Task brief - In the entries below, find the lines with the word "values" and copy them.

[Stored data]

== Segment start ==

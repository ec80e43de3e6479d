use std::path::PathBuf;
use std::sync::Arc;

use approx::assert_relative_eq;
use difframe_core::{Beam, DetectorFactory, PixelGeometry, SensorMaterial};
use difframe_io::{
    write_minicbf, write_smv, Error, FormatOptions, ImageSet, InMemoryReader, PilatusHeader,
};
use difframe_mask::{MaskConfig, RegionSpec};
use ndarray::Array2;
use tempfile::TempDir;

fn init_logging() {
    let _ = env_logger::builder().is_test(true).try_init();
}

fn smv_sequence(dir: &TempDir, count: u16) -> Vec<PathBuf> {
    let records = [
        ("DETECTOR_SN", "916".to_string()),
        ("PIXEL_SIZE", "0.1".to_string()),
        ("DISTANCE", "120.0".to_string()),
        ("WAVELENGTH", "0.98".to_string()),
        ("BEAM_CENTER_X", "0.3".to_string()),
        ("BEAM_CENTER_Y", "0.4".to_string()),
        ("OSC_START", "10.0".to_string()),
        ("OSC_RANGE", "1.0".to_string()),
    ];
    (1..=count)
        .map(|i| {
            let path = dir.path().join(format!("insulin_{i:03}.img"));
            let mut pixels: Vec<u16> = (0..48).map(|p| p * 10 + i).collect();
            pixels[47] = u16::MAX;
            write_smv(&path, &records, (8, 6), &pixels).unwrap();
            path
        })
        .collect()
}

fn pilatus_header() -> PilatusHeader {
    PilatusHeader {
        detector: Some("PILATUS 300K".to_string()),
        pixel_size_m: Some((172e-6, 172e-6)),
        sensor: Some((SensorMaterial::Si, 0.001)),
        exposure_time: Some(0.2),
        count_cutoff: Some(100_000.0),
        wavelength: Some(1.2),
        distance_m: Some(0.25),
        beam_xy: Some((3.0, 2.0)),
        start_angle: Some(0.0),
        angle_increment: Some(0.25),
    }
}

fn cbf_sequence(dir: &TempDir, count: i64) -> Vec<PathBuf> {
    (1..=count)
        .map(|i| {
            let path = dir.path().join(format!("thaum_{i:05}.cbf"));
            let mut values: Vec<i64> = (0..30).map(|p| p * 1000 * i).collect();
            values[0] = -1;
            values[13] = 100_001;
            values[29] = 250_000;
            write_minicbf(&path, &pilatus_header(), (6, 5), &values).unwrap();
            path
        })
        .collect()
}

#[test]
fn test_smv_sequence_through_imageset() {
    init_logging();
    let dir = TempDir::new().unwrap();
    let paths = smv_sequence(&dir, 4);
    let set = ImageSet::open(&paths, &FormatOptions::default())
        .unwrap()
        .with_mask_config(MaskConfig::default().with_region(RegionSpec::Rectangle {
            panel: None,
            x0: 0.0,
            x1: 2.0,
            y0: 0.0,
            y1: 1.0,
        }))
        .unwrap();
    assert_eq!(set.format_name(), "smv");
    assert_eq!(set.len(), 4);

    let frame = set.get_frame(3).unwrap();
    assert_eq!(frame.image, 4);
    assert_eq!(frame.data[0].dim(), (6, 8));
    assert_eq!(frame.data[0][[1, 2]], 104);
    // full-scale pixel sits at the edge of the trusted range
    assert!(frame.mask[0][[5, 7]]);
    assert!(!frame.mask[0][[0, 0]]);
    assert!(!frame.mask[0][[0, 1]]);
    assert!(frame.mask[0][[0, 2]]);

    let (start, width) = frame.geometry.oscillation.unwrap();
    assert_relative_eq!(start, 13.0);
    assert_relative_eq!(width, 1.0);
    assert_relative_eq!(frame.geometry.beam.unwrap().wavelength(), 0.98);
}

#[test]
fn test_cbf_sentinels_and_overloads_masked() {
    init_logging();
    let dir = TempDir::new().unwrap();
    let paths = cbf_sequence(&dir, 2);
    let set = ImageSet::open(&paths, &FormatOptions::default()).unwrap();
    assert_eq!(set.format_name(), "cbf");
    assert_eq!(set.scan().unwrap().image_range(), (1, 2));
    assert_eq!(set.detector().panel(0).unwrap().image_size(), (6, 5));

    let frame = set.get_frame(1).unwrap();
    assert_eq!(frame.data[0][[0, 0]], -1);
    assert_eq!(frame.data[0][[2, 3]], 30_000);
    assert!(!frame.mask[0][[0, 0]]);
    assert!(!frame.mask[0][[2, 1]]);
    assert!(!frame.mask[0][[4, 5]]);
    assert_eq!(frame.mask[0].iter().filter(|&&usable| !usable).count(), 3);
}

#[test]
fn test_corrupt_frame_is_local() {
    init_logging();
    let dir = TempDir::new().unwrap();
    let paths = cbf_sequence(&dir, 3);
    let set = ImageSet::open(&paths, &FormatOptions::default()).unwrap();

    let bytes = std::fs::read(&paths[1]).unwrap();
    let marker = bytes
        .windows(4)
        .position(|w| w == [0x0c, 0x1a, 0x04, 0xd5])
        .unwrap();
    std::fs::write(&paths[1], &bytes[..marker + 4 + 20]).unwrap();

    assert!(matches!(
        set.get_frame(1),
        Err(Error::Codec(difframe_codec::Error::CorruptStream { .. }))
    ));
    assert!(set.get_frame(0).is_ok());
    assert!(set.get_frame(2).is_ok());

    std::fs::remove_file(&paths[2]).unwrap();
    assert!(matches!(
        set.get_frame(2),
        Err(Error::SourceUnavailable { index: 2, .. })
    ));
    let frames = set.par_frames();
    assert!(frames[0].is_ok());
    assert!(frames[1].is_err());
    assert!(frames[2].is_err());
}

#[test]
fn test_missing_in_memory_frame_is_source_unavailable() {
    let detector =
        DetectorFactory::simple(80.0, (0.2, 0.2), "+x", "-y", (0.1, 0.1), (4, 4), (0.0, 10.0))
            .unwrap();
    let mut reader = InMemoryReader::new(detector).with_beam(Beam::simple(1.0).unwrap());
    reader.push_frame(&[Array2::from_elem((4, 4), 3)]).unwrap();
    reader.push_missing_frame();
    reader.push_frame(&[Array2::from_elem((4, 4), 4)]).unwrap();
    let set = ImageSet::new(Arc::new(reader)).unwrap();

    assert!(matches!(
        set.get_frame(1),
        Err(Error::SourceUnavailable { index: 1, .. })
    ));
    assert_eq!(set.get_frame(2).unwrap().data[0][[3, 3]], 4);
    assert!(matches!(
        set.get_frame(3),
        Err(Error::IndexOutOfRange { index: 3, len: 3 })
    ));
}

== Segment end ==

Answer box -
            let mut values: Vec<i64> = (0..30).map(|p| p * 1000 * i).collect();
            values[0] = -1;
            values[13] = 100_001;
            values[29] = 250_000;
            write_minicbf(&path, &pilatus_header(), (6, 5), &values).unwrap();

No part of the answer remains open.